We first considered Puerto Vallarta for a Mexican winter home. But one major retirement goal was to improve our Spanish and dive into the culture. What better way than to live in a village where no one speaks English and the old ways are the ways still practiced, for the most part?
Our other goals were to build an affordable hacienda—and to live simply and comfortably. We’ve achieved most of our goals—our Spanish today is passable and we do live simply and comfortably. And the hacienda? Almost finished.
We spend around six months a year in our Mexican home and the other six split between our home base in the Finger Lakes Region of New York and California where several of our children (and grandchildren) live.
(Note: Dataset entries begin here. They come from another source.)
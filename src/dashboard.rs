//! Web dashboard
//!
//! A single stateless page served by axum. Every request runs the full
//! pipeline against the shared [`CostSource`]; nothing is cached.
//!
//! Routes:
//! - `GET /` HTML dashboard, query `start`, `end`, `service`
//! - `GET /download` filtered records as `aws_cost_data.csv`
//! - `GET /api/report` the report as JSON
//! - `GET /health` liveness check

use crate::cli::resolve_range;
use awscost_core::error::{AwsCostError, LOAD_FAILURE_MESSAGE, Result};
use awscost_core::filters::{ALL_SERVICES, RecordFilter};
use awscost_core::provider::CostSource;
use awscost_core::report::{CostReport, ReportOutcome, fetch_report};
use awscost_core::types::{DateRange, ServiceName};
use awscost_terminal::chart::{monthly_trend_svg, service_breakdown_svg};
use awscost_terminal::export::{CSV_FILE_NAME, CSV_MIME_TYPE, records_to_csv_string};
use awscost_terminal::{JsonFormatter, OutputFormatter, format_currency};
use axum::Router;
use axum::extract::{Query, State};
use axum::http::{StatusCode, header};
use axum::response::{Html, IntoResponse, Response};
use axum::routing::get;
use chrono::{Local, NaiveDate};
use serde::Deserialize;
use std::fmt::Write;
use std::sync::Arc;
use tracing::{info, warn};

const PAGE_TITLE: &str = "AWS FinOps Cost Dashboard";
const PAGE_SUBTITLE: &str =
    "A visual dashboard for tracking, analyzing, and exporting AWS cost insights over time.";

const INVALID_QUERY_MESSAGE: &str = "Invalid date selection.";

const STYLE: &str = r#"
body { margin: 0; display: flex; min-height: 100vh; background-color: #fff3f6; color: #333333; font-family: 'Segoe UI', sans-serif; }
aside { width: 260px; padding: 24px; background-color: #ffe6eb; }
aside label { display: block; margin-bottom: 14px; }
aside input, aside select, aside button { display: block; width: 100%; margin-top: 4px; padding: 6px; box-sizing: border-box; }
main { flex: 1; padding: 24px 40px; }
h1, h2, h3, h4 { color: #b23a5a; }
.cards { display: flex; gap: 20px; }
.metric-container { flex: 1; background-color: white; border-radius: 10px; box-shadow: 0 2px 8px rgba(0,0,0,0.05); padding: 20px; text-align: center; }
.info { background-color: #e8f1fb; border-radius: 8px; padding: 14px; }
.error { background-color: #fde8e8; border-radius: 8px; padding: 14px; }
.error pre { white-space: pre-wrap; }
table { border-collapse: collapse; width: 100%; background-color: white; }
th, td { padding: 6px 10px; border-bottom: 1px solid #f3d0da; text-align: left; }
td.cost { text-align: right; }
.download button { margin-top: 16px; padding: 8px 16px; background-color: #FFB6C1; border: none; border-radius: 6px; }
"#;

/// Shared state of the dashboard handlers
#[derive(Clone)]
pub struct DashboardState {
    source: Arc<dyn CostSource>,
}

impl DashboardState {
    pub fn new(source: Arc<dyn CostSource>) -> Self {
        Self { source }
    }
}

/// Query string of every data route
///
/// Empty values count as absent, which is what an untouched form submits.
#[derive(Debug, Clone, Default, Deserialize)]
pub struct DashboardQuery {
    pub start: Option<String>,
    pub end: Option<String>,
    pub service: Option<String>,
}

fn non_empty(value: &Option<String>) -> Option<&str> {
    value.as_deref().map(str::trim).filter(|v| !v.is_empty())
}

impl DashboardQuery {
    fn range(&self, today: NaiveDate) -> Result<DateRange> {
        resolve_range(non_empty(&self.start), non_empty(&self.end), today)
    }

    fn filter(&self) -> RecordFilter {
        RecordFilter::from_selection(non_empty(&self.service).unwrap_or(ALL_SERVICES))
    }
}

/// Error returned by the data routes
///
/// Only the stage matters: a query that cannot be turned into a date range
/// is rejected, anything failing after that is reported as a load failure
/// with the raw error text.
#[derive(Debug)]
pub enum DashboardError {
    InvalidQuery(AwsCostError),
    LoadFailed(AwsCostError),
}

impl DashboardError {
    fn status(&self) -> StatusCode {
        match self {
            DashboardError::InvalidQuery(_) => StatusCode::BAD_REQUEST,
            DashboardError::LoadFailed(_) => StatusCode::BAD_GATEWAY,
        }
    }

    fn message(&self) -> &'static str {
        match self {
            DashboardError::InvalidQuery(_) => INVALID_QUERY_MESSAGE,
            DashboardError::LoadFailed(_) => LOAD_FAILURE_MESSAGE,
        }
    }

    fn source_error(&self) -> &AwsCostError {
        match self {
            DashboardError::InvalidQuery(err) | DashboardError::LoadFailed(err) => err,
        }
    }
}

impl From<AwsCostError> for DashboardError {
    fn from(err: AwsCostError) -> Self {
        DashboardError::LoadFailed(err)
    }
}

impl IntoResponse for DashboardError {
    fn into_response(self) -> Response {
        let body = format!("{}\n\n{}", self.message(), self.source_error());
        (self.status(), body).into_response()
    }
}

/// Build the dashboard router
pub fn router(state: DashboardState) -> Router {
    Router::new()
        .route("/", get(index))
        .route("/download", get(download))
        .route("/api/report", get(api_report))
        .route("/health", get(health))
        .with_state(state)
}

/// Bind and serve until Ctrl-C
pub async fn serve(host: &str, port: u16, source: Arc<dyn CostSource>) -> Result<()> {
    let listener = tokio::net::TcpListener::bind((host, port)).await?;
    info!("Serving dashboard on http://{}:{}", host, port);
    println!("Dashboard running at http://{host}:{port}");

    axum::serve(listener, router(DashboardState::new(source)))
        .with_graceful_shutdown(async {
            let _ = tokio::signal::ctrl_c().await;
            info!("Shutdown signal received");
        })
        .await?;
    Ok(())
}

async fn load(
    state: &DashboardState,
    query: &DashboardQuery,
) -> std::result::Result<(DateRange, ReportOutcome), DashboardError> {
    let range = query
        .range(Local::now().date_naive())
        .map_err(DashboardError::InvalidQuery)?;
    let outcome = fetch_report(state.source.as_ref(), range, &query.filter()).await?;
    Ok((range, outcome))
}

async fn health() -> &'static str {
    "ok"
}

async fn index(State(state): State<DashboardState>, Query(query): Query<DashboardQuery>) -> Response {
    let selected = non_empty(&query.service).unwrap_or(ALL_SERVICES).to_string();
    let today = Local::now().date_naive();

    match load(&state, &query).await {
        Ok((range, outcome)) => {
            let body = match &outcome {
                ReportOutcome::Empty { reason, .. } => {
                    format!(r#"<div class="info">{}</div>"#, escape_html(&reason.to_string()))
                }
                ReportOutcome::Ready(report) => render_report(report, &selected),
            };
            let form = render_form(
                &range.start_str(),
                &range.end_str(),
                outcome.services(),
                &selected,
            );
            Html(render_page(&form, &body)).into_response()
        }
        Err(err) => {
            warn!("Dashboard request failed: {}", err.source_error());
            let status = err.status();
            let fallback = DateRange::last_days(today, crate::cli::DEFAULT_LOOKBACK_DAYS);
            let start = non_empty(&query.start).map(str::to_string).unwrap_or_else(|| fallback.start_str());
            let end = non_empty(&query.end).map(str::to_string).unwrap_or_else(|| fallback.end_str());
            let form = render_form(&start, &end, &[], &selected);
            let body = format!(
                r#"<div class="error"><p>{}</p><pre>{}</pre></div>"#,
                escape_html(err.message()),
                escape_html(&err.source_error().to_string())
            );
            (status, Html(render_page(&form, &body))).into_response()
        }
    }
}

async fn download(
    State(state): State<DashboardState>,
    Query(query): Query<DashboardQuery>,
) -> std::result::Result<Response, DashboardError> {
    let (_, outcome) = load(&state, &query).await?;
    let csv = match &outcome {
        ReportOutcome::Ready(report) => records_to_csv_string(&report.records)?,
        ReportOutcome::Empty { .. } => records_to_csv_string(&[])?,
    };

    Ok((
        [
            (header::CONTENT_TYPE, CSV_MIME_TYPE.to_string()),
            (
                header::CONTENT_DISPOSITION,
                format!("attachment; filename=\"{CSV_FILE_NAME}\""),
            ),
        ],
        csv,
    )
        .into_response())
}

async fn api_report(
    State(state): State<DashboardState>,
    Query(query): Query<DashboardQuery>,
) -> std::result::Result<Response, DashboardError> {
    let (_, outcome) = load(&state, &query).await?;
    let body = match &outcome {
        ReportOutcome::Ready(report) => JsonFormatter.format_report(report),
        ReportOutcome::Empty { reason, .. } => JsonFormatter.format_empty(reason),
    };
    Ok(([(header::CONTENT_TYPE, "application/json")], body).into_response())
}

/// Escape text for HTML element content and attribute values
pub fn escape_html(text: &str) -> String {
    let mut out = String::with_capacity(text.len());
    for ch in text.chars() {
        match ch {
            '&' => out.push_str("&amp;"),
            '<' => out.push_str("&lt;"),
            '>' => out.push_str("&gt;"),
            '"' => out.push_str("&quot;"),
            '\'' => out.push_str("&#39;"),
            _ => out.push(ch),
        }
    }
    out
}

fn render_page(form: &str, body: &str) -> String {
    format!(
        r#"<!DOCTYPE html>
<html lang="en">
<head>
<meta charset="utf-8">
<title>AWS FinOps Dashboard</title>
<style>{STYLE}</style>
</head>
<body>
<aside>
<h2>Filters</h2>
{form}
</aside>
<main>
<h1>{PAGE_TITLE}</h1>
<p>{PAGE_SUBTITLE}</p>
{body}
</main>
</body>
</html>
"#
    )
}

fn render_form(start: &str, end: &str, services: &[ServiceName], selected: &str) -> String {
    let mut options = String::new();
    let all_selected = selected.eq_ignore_ascii_case(ALL_SERVICES);
    let _ = write!(
        options,
        r#"<option value="{ALL_SERVICES}"{}>{ALL_SERVICES}</option>"#,
        if all_selected { " selected" } else { "" }
    );
    for service in services {
        let name = escape_html(service.as_str());
        let mark = if service.as_str() == selected { " selected" } else { "" };
        let _ = write!(options, r#"<option value="{name}"{mark}>{name}</option>"#);
    }

    format!(
        r#"<form method="get" action="/">
<label>Start Date<input type="date" name="start" value="{}"></label>
<label>End Date<input type="date" name="end" value="{}"></label>
<label>AWS Service<select name="service">{options}</select></label>
<button type="submit">Apply</button>
</form>"#,
        escape_html(start),
        escape_html(end)
    )
}

fn chart_or_error(chart: Result<String>) -> String {
    chart.unwrap_or_else(|e| format!(r#"<div class="error">{}</div>"#, escape_html(&e.to_string())))
}

fn render_report(report: &CostReport, selected: &str) -> String {
    let summary = &report.summary;
    let mut html = String::new();

    let _ = write!(
        html,
        r#"<h2>Cost Summary</h2>
<div class="cards">
<div class="metric-container"><h3>Total Cost</h3><h2>{}</h2></div>
<div class="metric-container"><h3>Average Daily Cost</h3><h2>{}</h2></div>
<div class="metric-container"><h3>Top Service</h3><h2>{}</h2><p>{}</p></div>
</div>"#,
        format_currency(summary.total_cost),
        format_currency(summary.average_daily_cost),
        escape_html(summary.top_service.service.as_str()),
        format_currency(summary.top_service.total_cost),
    );

    let _ = write!(
        html,
        "<h2>Month-to-Month Trend</h2>\n{}\n<h2>Service Cost Breakdown</h2>\n{}\n",
        chart_or_error(monthly_trend_svg(&report.monthly)),
        chart_or_error(service_breakdown_svg(&report.breakdown)),
    );

    html.push_str("<h2>Daily Details</h2>\n<table>\n<tr><th>Date</th><th>Service</th><th>Cost ($)</th></tr>\n");
    for record in &report.records {
        let _ = writeln!(
            html,
            r#"<tr><td>{}</td><td>{}</td><td class="cost">{}</td></tr>"#,
            record.date,
            escape_html(record.service.as_str()),
            record.cost
        );
    }
    html.push_str("</table>\n");

    let _ = write!(
        html,
        r#"<form class="download" method="get" action="/download">
<input type="hidden" name="start" value="{}">
<input type="hidden" name="end" value="{}">
<input type="hidden" name="service" value="{}">
<button type="submit">Download CSV</button>
</form>"#,
        report.range.start_str(),
        report.range.end_str(),
        escape_html(selected)
    );

    html
}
In our part of coastal Mexico, there is a cadre of people who migrate annually from the Northern U.S. or Canada. Like us they enjoy the warm months in the north, and the warm winter months in Mexico. We sometimes call our lifestyle, “the endless summer.” I rarely have to wear long pants and own more pairs of sandals than shoes.
During our time in Mexico, we rent out the small mother-in-law apartment attached to our main two-bedroom house, with the understanding that the person who rents is also a house sitter for the whole property. The rent covers the cost of all utilities with enough left over to cover our plane tickets from New York to Mexico and back home via California.
Our cost of living in Mexico is astoundingly low. Electricity is $8 per month on average. The landline telephone is $13—jumping to $40 if the high-speed Internet is turned on. Fresh vegetables and fruit, picked from local fields, costs less than half of what it would in a chain-style Mexican grocery store. (And it tastes better, too.) Two beach restaurants sell prepared fresh fish and shrimp meals for the equivalent of $5 with a to-die-for ocean view. Evenings, people in the village prepare food in their homes and sell it out front on tables.
Property taxes average $150 annually. That’s not a typographical error—$150. Taxes are low because Mexico funds infrastructure with a 15% IVA sales tax.
My wife and I are blessed with good health. But on occasion we need to visit the medical facilities at a clinic in Careyes, 10 minutes away. The Mexican and American-trained doctors speak excellent English, are thorough, and have a full supply of pharmaceuticals in their cabinets. For visits we pay cash—about the equivalent of our health insurance co-pay in the U.S. Perhaps the best thing is the doctors are familiar with common local illnesses and suggest remedies that don’t always require pharmacy solutions.
Taking money out of the equation, we like life in the village because of how the people have embraced us as part of the community. We are invited to every birthday party, quinceañeara celebration for 15-year-old girls, wedding, beach gathering, fiesta and soccer match.
Several years ago the villagers asked me to ride one of the relatively tame bulls in the annual village rodeo anniversary celebration. It was meant as an honor, I’m sure. Luckily, I knew how to say “I am too old” and begged off.
But we can’t (and don’t want to) beg off from celebrations.
To say thanks—and to give back to the village—one winter we hired a teacher to offer free English classes. We have also offered free veterinary clinics and given music lessons to the children. It’s all been appreciated.